## Your instructions
The number needed is how many lines in these entries contain "PutAck"; give it alone.

## Material to process
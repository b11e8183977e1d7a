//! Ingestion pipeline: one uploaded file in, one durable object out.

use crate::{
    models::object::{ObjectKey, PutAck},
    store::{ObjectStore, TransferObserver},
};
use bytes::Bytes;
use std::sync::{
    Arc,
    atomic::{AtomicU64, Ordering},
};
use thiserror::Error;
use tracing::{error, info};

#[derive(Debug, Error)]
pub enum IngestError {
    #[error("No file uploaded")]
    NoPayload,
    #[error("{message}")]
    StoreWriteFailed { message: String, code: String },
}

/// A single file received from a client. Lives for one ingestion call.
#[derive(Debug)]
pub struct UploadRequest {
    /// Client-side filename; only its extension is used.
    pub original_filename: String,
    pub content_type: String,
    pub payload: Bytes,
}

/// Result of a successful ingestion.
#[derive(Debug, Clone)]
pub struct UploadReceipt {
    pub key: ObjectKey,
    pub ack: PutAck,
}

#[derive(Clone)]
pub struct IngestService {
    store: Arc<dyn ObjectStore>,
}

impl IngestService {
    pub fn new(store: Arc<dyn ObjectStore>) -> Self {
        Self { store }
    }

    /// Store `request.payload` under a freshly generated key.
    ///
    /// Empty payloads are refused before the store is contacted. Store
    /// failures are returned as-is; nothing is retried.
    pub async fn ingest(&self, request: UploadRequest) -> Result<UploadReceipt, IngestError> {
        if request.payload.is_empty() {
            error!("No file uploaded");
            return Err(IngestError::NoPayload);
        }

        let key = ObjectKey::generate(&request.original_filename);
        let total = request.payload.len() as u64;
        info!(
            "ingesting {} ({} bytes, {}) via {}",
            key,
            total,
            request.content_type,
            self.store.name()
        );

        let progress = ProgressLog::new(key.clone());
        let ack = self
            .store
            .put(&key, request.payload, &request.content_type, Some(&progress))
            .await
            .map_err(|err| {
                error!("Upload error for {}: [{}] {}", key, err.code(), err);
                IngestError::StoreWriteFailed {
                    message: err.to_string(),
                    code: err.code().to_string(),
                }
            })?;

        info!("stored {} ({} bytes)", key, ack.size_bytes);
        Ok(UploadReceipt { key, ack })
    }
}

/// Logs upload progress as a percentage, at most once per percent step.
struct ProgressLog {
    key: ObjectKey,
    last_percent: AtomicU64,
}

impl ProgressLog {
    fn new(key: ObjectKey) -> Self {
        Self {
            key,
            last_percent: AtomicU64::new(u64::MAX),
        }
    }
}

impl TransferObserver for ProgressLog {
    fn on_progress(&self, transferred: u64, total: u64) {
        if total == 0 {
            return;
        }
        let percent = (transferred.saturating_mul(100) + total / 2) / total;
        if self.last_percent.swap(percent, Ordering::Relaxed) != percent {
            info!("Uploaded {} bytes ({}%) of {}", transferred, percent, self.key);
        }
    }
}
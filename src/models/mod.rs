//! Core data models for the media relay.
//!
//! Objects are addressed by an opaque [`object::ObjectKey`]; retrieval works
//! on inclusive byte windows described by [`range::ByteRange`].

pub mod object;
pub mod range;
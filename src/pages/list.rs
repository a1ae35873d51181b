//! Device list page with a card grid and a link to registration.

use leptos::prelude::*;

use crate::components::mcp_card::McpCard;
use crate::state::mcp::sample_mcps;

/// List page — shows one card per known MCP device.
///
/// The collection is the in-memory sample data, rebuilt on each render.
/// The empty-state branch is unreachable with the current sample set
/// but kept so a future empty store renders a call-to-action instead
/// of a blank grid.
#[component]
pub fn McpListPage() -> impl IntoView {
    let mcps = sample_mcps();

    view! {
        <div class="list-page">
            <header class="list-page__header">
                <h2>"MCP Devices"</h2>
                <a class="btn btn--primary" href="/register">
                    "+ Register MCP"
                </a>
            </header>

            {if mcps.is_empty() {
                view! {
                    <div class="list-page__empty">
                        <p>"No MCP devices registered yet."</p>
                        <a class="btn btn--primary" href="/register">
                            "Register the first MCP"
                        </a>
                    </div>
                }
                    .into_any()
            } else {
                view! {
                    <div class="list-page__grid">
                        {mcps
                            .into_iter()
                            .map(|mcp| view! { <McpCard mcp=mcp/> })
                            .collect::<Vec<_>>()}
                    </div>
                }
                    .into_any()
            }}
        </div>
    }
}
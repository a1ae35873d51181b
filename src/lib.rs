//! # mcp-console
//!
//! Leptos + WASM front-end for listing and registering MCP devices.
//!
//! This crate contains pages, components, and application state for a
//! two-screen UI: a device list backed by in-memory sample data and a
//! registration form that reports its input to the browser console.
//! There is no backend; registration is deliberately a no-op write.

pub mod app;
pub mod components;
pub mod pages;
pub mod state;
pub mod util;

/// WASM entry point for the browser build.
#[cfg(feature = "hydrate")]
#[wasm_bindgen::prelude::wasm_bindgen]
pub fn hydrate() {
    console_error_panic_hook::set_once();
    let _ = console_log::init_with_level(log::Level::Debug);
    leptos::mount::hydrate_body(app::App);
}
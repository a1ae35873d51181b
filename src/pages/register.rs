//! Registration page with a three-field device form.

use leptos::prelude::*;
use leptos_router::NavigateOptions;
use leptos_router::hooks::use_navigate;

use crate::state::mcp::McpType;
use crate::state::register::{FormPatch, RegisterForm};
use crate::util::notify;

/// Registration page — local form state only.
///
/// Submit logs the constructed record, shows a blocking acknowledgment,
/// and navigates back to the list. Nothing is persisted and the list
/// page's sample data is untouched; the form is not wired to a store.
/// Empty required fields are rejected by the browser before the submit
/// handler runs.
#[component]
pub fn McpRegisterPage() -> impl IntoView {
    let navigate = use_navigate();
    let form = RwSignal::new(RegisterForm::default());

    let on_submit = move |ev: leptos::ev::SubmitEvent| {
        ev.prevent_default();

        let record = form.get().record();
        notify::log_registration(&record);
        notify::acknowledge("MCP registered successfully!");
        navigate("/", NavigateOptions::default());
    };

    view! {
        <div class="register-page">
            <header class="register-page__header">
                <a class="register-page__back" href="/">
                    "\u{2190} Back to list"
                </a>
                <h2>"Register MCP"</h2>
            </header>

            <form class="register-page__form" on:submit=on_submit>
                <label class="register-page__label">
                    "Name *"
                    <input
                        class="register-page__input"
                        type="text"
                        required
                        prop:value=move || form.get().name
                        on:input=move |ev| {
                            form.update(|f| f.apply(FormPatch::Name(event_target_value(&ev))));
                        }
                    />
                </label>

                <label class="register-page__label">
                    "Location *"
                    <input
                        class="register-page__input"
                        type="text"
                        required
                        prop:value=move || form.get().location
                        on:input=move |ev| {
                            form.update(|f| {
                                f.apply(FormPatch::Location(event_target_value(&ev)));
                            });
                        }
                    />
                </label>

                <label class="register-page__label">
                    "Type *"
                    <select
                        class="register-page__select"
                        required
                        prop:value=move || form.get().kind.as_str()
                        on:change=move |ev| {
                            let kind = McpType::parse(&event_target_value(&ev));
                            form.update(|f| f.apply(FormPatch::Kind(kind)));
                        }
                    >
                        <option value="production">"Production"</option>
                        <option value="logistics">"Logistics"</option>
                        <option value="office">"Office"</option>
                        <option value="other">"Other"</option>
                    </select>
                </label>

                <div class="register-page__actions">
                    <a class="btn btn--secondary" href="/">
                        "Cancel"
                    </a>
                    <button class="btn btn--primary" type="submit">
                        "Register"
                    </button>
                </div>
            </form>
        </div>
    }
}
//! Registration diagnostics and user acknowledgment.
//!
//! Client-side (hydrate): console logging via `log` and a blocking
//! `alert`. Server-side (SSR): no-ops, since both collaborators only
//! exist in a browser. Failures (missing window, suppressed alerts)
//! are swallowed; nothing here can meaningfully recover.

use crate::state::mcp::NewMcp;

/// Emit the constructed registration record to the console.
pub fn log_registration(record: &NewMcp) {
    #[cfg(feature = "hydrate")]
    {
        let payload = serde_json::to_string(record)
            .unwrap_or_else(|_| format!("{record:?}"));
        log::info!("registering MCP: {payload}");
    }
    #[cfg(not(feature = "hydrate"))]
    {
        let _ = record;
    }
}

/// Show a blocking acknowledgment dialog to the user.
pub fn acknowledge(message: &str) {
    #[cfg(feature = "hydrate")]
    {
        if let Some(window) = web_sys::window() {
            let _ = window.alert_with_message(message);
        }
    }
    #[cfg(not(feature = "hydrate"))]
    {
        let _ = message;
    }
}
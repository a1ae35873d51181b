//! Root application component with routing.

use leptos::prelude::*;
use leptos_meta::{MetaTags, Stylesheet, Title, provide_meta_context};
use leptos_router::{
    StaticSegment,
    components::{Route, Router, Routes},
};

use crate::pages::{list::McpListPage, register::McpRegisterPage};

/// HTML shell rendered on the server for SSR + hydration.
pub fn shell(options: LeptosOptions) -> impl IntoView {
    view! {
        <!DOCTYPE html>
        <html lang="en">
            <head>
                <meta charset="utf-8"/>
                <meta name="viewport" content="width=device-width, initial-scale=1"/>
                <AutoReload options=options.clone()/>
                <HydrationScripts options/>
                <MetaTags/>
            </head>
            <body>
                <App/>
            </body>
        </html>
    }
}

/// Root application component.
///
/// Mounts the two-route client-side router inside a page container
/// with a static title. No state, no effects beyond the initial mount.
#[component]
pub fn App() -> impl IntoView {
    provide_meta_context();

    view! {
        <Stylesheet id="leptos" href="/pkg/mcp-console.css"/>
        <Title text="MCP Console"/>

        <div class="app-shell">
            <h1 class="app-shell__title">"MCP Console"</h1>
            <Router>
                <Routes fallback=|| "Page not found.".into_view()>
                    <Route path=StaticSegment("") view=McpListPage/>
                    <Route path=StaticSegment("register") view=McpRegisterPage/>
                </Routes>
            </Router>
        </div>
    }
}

## Answer box
2